Michael L. Eskew knows United Parcel Service Inc.'s business from bottom to top. He should: The 52-year-old veteran started with Big Brown back in 1972, redesigning UPS (UPS ) parking lots in Indianapolis. Appointed on Jan. 1 as chairman and CEO--only the ninth in the company's 95-year history--Eskew has the task of shepherding the parcel shipper into a new, more wired and more international era. As a top priority, he is aggressively moving UPS into supply-chain management. At the same time, he's steering the company deeper into Asia, where the fast-growing factory sector is opening new doors for UPS. Eskew recently chatted with BusinessWeek Online reporter David Shook about where UPS' brown trucks are headed next.

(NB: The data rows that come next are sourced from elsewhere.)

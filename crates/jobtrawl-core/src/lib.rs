//! Core domain model for jobtrawl: the scraped job row and its derived summaries.

use std::path::{Path, PathBuf};

use serde::{Deserialize, Serialize};

pub const CRATE_NAME: &str = "jobtrawl-core";

/// Column order of the collector CSV; also the reporter's required column set.
pub const OUTPUT_FIELDS: [&str; 5] = ["title", "company", "location", "salary", "url"];

/// Substituted for a blank location during cleaning.
pub const UNSPECIFIED_LOCATION: &str = "Unspecified";

/// One scraped listing row. Field order is the CSV column order.
#[derive(Debug, Clone, Default, PartialEq, Eq, Hash, Serialize, Deserialize)]
pub struct JobRecord {
    pub title: String,
    pub company: String,
    pub location: String,
    pub salary: String,
    pub url: String,
}

/// Identity used to drop re-listed jobs during collection.
#[derive(Debug, Clone, PartialEq, Eq, Hash)]
pub enum DedupeKey {
    Url(String),
    TitleCompany(String, String),
}

impl JobRecord {
    pub fn dedupe_key(&self) -> DedupeKey {
        if self.url.is_empty() {
            DedupeKey::TitleCompany(self.title.clone(), self.company.clone())
        } else {
            DedupeKey::Url(self.url.clone())
        }
    }

    /// True when neither title nor company could be extracted.
    pub fn is_anonymous(&self) -> bool {
        self.title.is_empty() && self.company.is_empty()
    }
}

#[derive(Debug, Clone, PartialEq, Eq, Serialize, Deserialize)]
pub struct CompanySummary {
    pub company: String,
    pub jobs_count: usize,
    pub locations: String,
}

#[derive(Debug, Clone, PartialEq, Eq, Serialize, Deserialize)]
pub struct LocationSummary {
    pub location: String,
    pub jobs_count: usize,
    pub companies: String,
}

/// Collapse whitespace runs to a single space and trim both ends.
pub fn collapse_whitespace(input: &str) -> String {
    input.split_whitespace().collect::<Vec<_>>().join(" ")
}

/// Absolute paths pass through; relative ones are anchored at `base_dir`.
pub fn resolve_path(base_dir: impl AsRef<Path>, value: impl AsRef<Path>) -> PathBuf {
    let value = value.as_ref();
    if value.is_absolute() {
        value.to_path_buf()
    } else {
        base_dir.as_ref().join(value)
    }
}

#[cfg(test)]
mod tests {
    use super::*;

    fn job(title: &str, company: &str, url: &str) -> JobRecord {
        JobRecord {
            title: title.into(),
            company: company.into(),
            url: url.into(),
            ..Default::default()
        }
    }

    #[test]
    fn dedupe_key_prefers_url() {
        assert_eq!(
            job("Dev", "Acme", "https://remoteok.com/j/1").dedupe_key(),
            DedupeKey::Url("https://remoteok.com/j/1".into())
        );
        assert_eq!(
            job("Dev", "Acme", "").dedupe_key(),
            DedupeKey::TitleCompany("Dev".into(), "Acme".into())
        );
    }

    #[test]
    fn anonymous_requires_both_title_and_company_empty() {
        assert!(job("", "", "u").is_anonymous());
        assert!(!job("Dev", "", "").is_anonymous());
        assert!(!job("", "Acme", "").is_anonymous());
    }

    #[test]
    fn whitespace_is_collapsed_and_trimmed() {
        assert_eq!(collapse_whitespace("  Senior \n\t Rust   Dev "), "Senior Rust Dev");
        assert_eq!(collapse_whitespace(" \n "), "");
    }

    #[test]
    fn relative_paths_resolve_against_base() {
        let base = Path::new("/srv/jobs");
        assert_eq!(
            resolve_path(base, "out/jobs.csv"),
            PathBuf::from("/srv/jobs/out/jobs.csv")
        );
        assert_eq!(resolve_path(base, "/tmp/jobs.csv"), PathBuf::from("/tmp/jobs.csv"));
    }
}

Q: This month marks your 30th anniversary with UPS. Why are loyalty and promotion from within such a tradition there?
A: We like to say that our CFO, Scott Davis, is the new guy because he has been around for only 15 years. It's part of the culture. The management doesn't need to change so much because our company keeps changing for us. I think UPS has always been constructively dissatisfied. We're always looking for ways to do it better, and we emphasize teamwork. People here like the environment that this culture has created.
Q: How do you see UPS evolving?
A: There are three dynamics to which we're adapting. The first is globalization. When I started here, we were in 37 states and had $1 billion in revenues. Now, we're doing business in 200 countries and have $30 billion in revenues. The second is changing consumer needs: researching what they want, when, and how much they're willing to pay for it. The final area is speed. Our customers want to do things quickly, so we're trying to be as fast to market as possible.
Q: UPS has acquired 20 supply-chain businesses in recent years. And your supply-chain-management operations generated about $2.4 billion in revenues last year. What's next?
A: We're not looking to do everything for every company. We're not talking about moving ore from the mines to the blast furnaces. We're still largely in the small-package delivery business. That's roughly a $60 billion market in the U.S. But the worldwide supply-chain and logistics market is about a $3 trillion market, so that's where we'll see much of our growth. It can be taking cars to dealers from the factory, as we do for Ford Motor Co. (F )--we're taking about $1 billion annually in inventory off their books. The idea is to let our customers focus on their core business and let us run the distribution networks. We know better than anyone how to wrap information around goods so that businesses can better see what's coming.
Q: The tech sector relies heavily on supply-chain services. Is it a big market for you?
A: It is. The high obsolescence rate of inventory is a critical factor for tech companies. They can't have high inventory when the next model is only six months away. They need very lean, intelligent supply chains--and information is key. That involves knowing how much inventory you have at what location, where it's moving, and when it'll be there. We provide that, and we also do supply-chain management for critical-parts replacement. Some computer companies guarantee replacement parts to businesses two to four hours after a problem has been reported. Think about the complexity of that!
Q: Asia is your biggest international growth market. Will the growth continue?
A: In the last quarter, our small-package export business grew by 13% overall and 11% in Asia. We're growing there because that's where our customers want us to be. We invested in excess of $200 million in planes and a new intra-Asia hub in the Philippines. This isn't about serving the U.S. to Asia, or vice versa. We've been doing that for a while. But we weren't serving the intra-Asian market very well. Now, though, we're only four hours away from every major Asian business center.
Q: You ship much of America's supplies. Does that give you a clue about when the recovery will take off?
A: I do see a link between small-package delivery, logistics, and gross domestic product. We see changes at about the same time that you see changes in capital spending. But so far, we haven't seen much of a rebound.